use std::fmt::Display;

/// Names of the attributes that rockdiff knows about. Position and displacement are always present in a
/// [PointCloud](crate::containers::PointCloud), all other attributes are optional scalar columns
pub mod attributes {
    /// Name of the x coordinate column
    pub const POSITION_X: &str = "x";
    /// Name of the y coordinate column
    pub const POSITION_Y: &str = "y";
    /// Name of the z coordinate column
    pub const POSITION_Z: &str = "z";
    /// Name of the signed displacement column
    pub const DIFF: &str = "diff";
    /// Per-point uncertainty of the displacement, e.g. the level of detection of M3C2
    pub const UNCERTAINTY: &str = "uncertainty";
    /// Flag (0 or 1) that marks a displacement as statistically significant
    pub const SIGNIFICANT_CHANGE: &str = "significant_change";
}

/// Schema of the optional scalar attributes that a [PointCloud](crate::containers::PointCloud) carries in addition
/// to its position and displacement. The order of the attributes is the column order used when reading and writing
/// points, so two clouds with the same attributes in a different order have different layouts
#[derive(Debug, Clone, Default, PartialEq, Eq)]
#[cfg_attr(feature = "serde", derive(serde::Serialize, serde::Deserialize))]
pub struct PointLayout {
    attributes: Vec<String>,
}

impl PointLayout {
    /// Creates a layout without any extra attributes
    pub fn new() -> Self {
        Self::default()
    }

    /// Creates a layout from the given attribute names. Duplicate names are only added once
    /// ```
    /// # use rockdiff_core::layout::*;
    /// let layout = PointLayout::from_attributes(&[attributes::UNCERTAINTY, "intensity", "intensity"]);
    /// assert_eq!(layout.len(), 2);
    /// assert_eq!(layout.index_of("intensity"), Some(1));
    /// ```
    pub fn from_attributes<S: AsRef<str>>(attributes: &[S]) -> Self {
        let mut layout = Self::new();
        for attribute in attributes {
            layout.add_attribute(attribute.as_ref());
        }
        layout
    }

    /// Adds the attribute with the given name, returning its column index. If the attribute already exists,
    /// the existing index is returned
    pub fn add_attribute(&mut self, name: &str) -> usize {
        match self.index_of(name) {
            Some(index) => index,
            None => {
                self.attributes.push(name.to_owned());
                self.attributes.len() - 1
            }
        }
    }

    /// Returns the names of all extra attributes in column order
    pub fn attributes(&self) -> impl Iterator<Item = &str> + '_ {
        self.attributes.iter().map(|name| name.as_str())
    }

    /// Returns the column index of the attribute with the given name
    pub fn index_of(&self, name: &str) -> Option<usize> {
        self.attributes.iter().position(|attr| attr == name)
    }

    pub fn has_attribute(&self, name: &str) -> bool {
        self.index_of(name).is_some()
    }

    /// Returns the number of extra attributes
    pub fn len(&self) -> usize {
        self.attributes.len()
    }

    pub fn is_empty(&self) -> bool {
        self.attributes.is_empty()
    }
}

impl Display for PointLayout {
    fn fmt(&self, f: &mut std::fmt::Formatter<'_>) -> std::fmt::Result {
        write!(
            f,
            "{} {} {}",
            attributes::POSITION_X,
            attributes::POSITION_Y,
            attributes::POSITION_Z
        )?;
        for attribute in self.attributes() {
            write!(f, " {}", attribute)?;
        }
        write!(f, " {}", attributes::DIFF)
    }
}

...

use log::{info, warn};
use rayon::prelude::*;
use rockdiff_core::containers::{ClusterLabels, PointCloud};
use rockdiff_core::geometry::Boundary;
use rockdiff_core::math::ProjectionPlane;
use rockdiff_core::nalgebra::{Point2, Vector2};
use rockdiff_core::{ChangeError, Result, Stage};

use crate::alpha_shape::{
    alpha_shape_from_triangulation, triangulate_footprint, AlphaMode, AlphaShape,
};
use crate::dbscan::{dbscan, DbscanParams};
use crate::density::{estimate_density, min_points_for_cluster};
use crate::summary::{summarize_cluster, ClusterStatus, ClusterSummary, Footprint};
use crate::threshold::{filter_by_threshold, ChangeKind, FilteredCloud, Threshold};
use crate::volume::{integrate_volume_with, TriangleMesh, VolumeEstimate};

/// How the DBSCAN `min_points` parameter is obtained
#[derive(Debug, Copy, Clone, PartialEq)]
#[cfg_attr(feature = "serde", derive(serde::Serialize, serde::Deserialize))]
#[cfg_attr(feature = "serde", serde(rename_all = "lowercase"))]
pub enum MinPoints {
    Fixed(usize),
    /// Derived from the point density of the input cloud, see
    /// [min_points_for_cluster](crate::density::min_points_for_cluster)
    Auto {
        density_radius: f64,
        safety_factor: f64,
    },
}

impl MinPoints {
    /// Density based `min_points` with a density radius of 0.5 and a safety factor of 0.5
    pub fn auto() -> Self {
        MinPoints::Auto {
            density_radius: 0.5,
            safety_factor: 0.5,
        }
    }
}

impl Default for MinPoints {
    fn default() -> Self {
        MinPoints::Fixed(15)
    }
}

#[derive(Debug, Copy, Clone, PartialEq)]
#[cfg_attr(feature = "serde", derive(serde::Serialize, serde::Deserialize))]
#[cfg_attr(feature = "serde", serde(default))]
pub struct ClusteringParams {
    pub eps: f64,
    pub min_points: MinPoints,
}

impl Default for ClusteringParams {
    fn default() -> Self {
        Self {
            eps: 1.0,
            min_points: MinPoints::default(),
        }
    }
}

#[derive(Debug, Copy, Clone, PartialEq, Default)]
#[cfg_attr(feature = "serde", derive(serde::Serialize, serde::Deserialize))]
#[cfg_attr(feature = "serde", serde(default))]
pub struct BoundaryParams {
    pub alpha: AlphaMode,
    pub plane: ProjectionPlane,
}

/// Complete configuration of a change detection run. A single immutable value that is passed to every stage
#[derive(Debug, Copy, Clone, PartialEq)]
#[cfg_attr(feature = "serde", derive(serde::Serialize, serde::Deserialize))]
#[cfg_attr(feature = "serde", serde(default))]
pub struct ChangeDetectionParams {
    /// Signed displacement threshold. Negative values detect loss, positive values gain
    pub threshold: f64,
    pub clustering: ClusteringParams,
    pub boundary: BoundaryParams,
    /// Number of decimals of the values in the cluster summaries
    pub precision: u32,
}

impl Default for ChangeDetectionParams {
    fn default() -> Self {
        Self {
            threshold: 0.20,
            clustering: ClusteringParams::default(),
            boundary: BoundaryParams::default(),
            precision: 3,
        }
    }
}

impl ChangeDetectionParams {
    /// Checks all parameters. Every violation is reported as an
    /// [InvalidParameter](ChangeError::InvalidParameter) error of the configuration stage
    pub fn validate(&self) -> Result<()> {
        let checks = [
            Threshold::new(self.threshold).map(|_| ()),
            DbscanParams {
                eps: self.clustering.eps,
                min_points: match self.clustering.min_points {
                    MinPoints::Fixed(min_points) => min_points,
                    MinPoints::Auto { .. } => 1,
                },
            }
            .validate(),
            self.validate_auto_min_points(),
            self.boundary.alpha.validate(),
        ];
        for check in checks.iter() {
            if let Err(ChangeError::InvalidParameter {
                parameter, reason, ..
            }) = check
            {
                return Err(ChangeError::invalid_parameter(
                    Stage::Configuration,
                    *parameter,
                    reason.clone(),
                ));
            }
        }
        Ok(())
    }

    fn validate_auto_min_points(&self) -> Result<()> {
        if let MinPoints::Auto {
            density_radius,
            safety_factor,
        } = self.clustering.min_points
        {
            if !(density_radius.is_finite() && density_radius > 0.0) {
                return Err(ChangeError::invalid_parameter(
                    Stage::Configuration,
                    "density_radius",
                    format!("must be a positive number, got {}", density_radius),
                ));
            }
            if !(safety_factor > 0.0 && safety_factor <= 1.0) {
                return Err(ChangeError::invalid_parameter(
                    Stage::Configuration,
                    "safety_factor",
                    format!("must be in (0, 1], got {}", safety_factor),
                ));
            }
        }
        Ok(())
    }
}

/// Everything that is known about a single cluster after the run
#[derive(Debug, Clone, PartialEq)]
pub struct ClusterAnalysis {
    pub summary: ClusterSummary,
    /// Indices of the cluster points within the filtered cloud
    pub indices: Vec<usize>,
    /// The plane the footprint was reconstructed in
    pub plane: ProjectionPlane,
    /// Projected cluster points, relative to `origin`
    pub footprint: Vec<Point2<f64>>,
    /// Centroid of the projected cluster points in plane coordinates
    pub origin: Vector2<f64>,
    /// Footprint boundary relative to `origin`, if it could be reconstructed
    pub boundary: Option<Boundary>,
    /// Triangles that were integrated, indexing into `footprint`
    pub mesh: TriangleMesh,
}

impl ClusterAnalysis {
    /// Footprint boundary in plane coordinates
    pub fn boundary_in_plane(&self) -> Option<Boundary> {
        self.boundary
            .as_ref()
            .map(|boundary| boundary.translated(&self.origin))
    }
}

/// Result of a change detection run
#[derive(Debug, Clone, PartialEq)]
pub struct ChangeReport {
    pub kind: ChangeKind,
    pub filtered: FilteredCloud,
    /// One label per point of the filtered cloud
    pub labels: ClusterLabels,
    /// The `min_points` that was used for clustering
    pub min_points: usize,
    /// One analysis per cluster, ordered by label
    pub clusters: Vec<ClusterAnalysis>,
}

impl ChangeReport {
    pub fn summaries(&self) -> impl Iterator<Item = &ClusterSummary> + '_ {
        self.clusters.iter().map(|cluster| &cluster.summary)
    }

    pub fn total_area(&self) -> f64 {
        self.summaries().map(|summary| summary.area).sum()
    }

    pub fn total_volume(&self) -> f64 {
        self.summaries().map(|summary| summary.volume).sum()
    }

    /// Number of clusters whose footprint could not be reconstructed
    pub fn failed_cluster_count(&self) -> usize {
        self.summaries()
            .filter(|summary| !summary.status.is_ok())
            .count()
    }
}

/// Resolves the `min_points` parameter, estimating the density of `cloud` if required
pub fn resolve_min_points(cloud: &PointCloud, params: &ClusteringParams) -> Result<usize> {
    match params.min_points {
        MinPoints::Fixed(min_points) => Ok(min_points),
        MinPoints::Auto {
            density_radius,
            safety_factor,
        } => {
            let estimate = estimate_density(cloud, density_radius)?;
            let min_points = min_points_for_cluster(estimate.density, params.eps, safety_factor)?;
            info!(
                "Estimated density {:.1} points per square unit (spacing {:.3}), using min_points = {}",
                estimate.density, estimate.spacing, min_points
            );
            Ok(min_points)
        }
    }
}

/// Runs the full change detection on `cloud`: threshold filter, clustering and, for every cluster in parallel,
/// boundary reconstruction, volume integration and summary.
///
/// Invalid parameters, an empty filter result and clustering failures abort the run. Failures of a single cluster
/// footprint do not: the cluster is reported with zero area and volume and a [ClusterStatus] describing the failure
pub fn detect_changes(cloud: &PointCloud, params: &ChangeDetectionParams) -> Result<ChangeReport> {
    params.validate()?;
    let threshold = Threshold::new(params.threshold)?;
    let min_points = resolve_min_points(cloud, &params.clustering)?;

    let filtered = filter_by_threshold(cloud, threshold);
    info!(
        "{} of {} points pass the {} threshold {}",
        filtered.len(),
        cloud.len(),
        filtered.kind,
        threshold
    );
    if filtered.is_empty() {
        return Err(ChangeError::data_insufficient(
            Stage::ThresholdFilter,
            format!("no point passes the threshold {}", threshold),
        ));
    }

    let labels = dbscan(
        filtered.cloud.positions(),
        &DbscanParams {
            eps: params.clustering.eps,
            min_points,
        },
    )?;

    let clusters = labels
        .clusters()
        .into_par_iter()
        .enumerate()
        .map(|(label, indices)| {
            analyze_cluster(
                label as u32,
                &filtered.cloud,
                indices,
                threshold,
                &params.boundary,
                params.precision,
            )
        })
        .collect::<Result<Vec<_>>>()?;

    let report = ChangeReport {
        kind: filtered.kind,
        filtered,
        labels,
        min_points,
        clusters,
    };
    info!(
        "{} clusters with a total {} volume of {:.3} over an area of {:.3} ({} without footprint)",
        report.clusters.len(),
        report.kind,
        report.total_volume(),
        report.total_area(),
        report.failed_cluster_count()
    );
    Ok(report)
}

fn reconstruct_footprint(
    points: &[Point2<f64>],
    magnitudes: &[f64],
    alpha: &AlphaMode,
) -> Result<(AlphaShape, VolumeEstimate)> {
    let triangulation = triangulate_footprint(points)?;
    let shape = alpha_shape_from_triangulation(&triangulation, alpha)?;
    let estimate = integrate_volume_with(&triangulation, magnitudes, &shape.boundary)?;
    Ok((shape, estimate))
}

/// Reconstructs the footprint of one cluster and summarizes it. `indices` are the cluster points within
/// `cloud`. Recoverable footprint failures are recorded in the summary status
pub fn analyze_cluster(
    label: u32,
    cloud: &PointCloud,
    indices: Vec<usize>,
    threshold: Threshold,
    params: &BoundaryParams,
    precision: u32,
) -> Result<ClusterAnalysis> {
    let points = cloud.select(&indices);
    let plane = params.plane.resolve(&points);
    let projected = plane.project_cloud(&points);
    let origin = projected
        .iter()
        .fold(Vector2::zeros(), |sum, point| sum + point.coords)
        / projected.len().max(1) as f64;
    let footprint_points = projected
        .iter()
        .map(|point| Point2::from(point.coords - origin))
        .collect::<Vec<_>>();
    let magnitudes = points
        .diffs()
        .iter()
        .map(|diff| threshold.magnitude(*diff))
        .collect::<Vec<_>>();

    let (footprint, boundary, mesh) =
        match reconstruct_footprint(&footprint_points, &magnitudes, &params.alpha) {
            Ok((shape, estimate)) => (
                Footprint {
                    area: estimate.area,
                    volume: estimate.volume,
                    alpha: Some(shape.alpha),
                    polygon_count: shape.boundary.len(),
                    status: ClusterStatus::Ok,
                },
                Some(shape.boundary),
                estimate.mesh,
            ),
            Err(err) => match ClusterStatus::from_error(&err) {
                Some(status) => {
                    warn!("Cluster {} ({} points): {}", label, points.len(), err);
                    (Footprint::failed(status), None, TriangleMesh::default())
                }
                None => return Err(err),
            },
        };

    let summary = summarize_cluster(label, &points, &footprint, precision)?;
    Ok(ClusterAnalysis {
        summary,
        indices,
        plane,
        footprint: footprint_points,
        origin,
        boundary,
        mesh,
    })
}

Problem description: Tally how many lines of the records hold the word "VolumeEstimate". Answer with the number only.

Exercise output: 2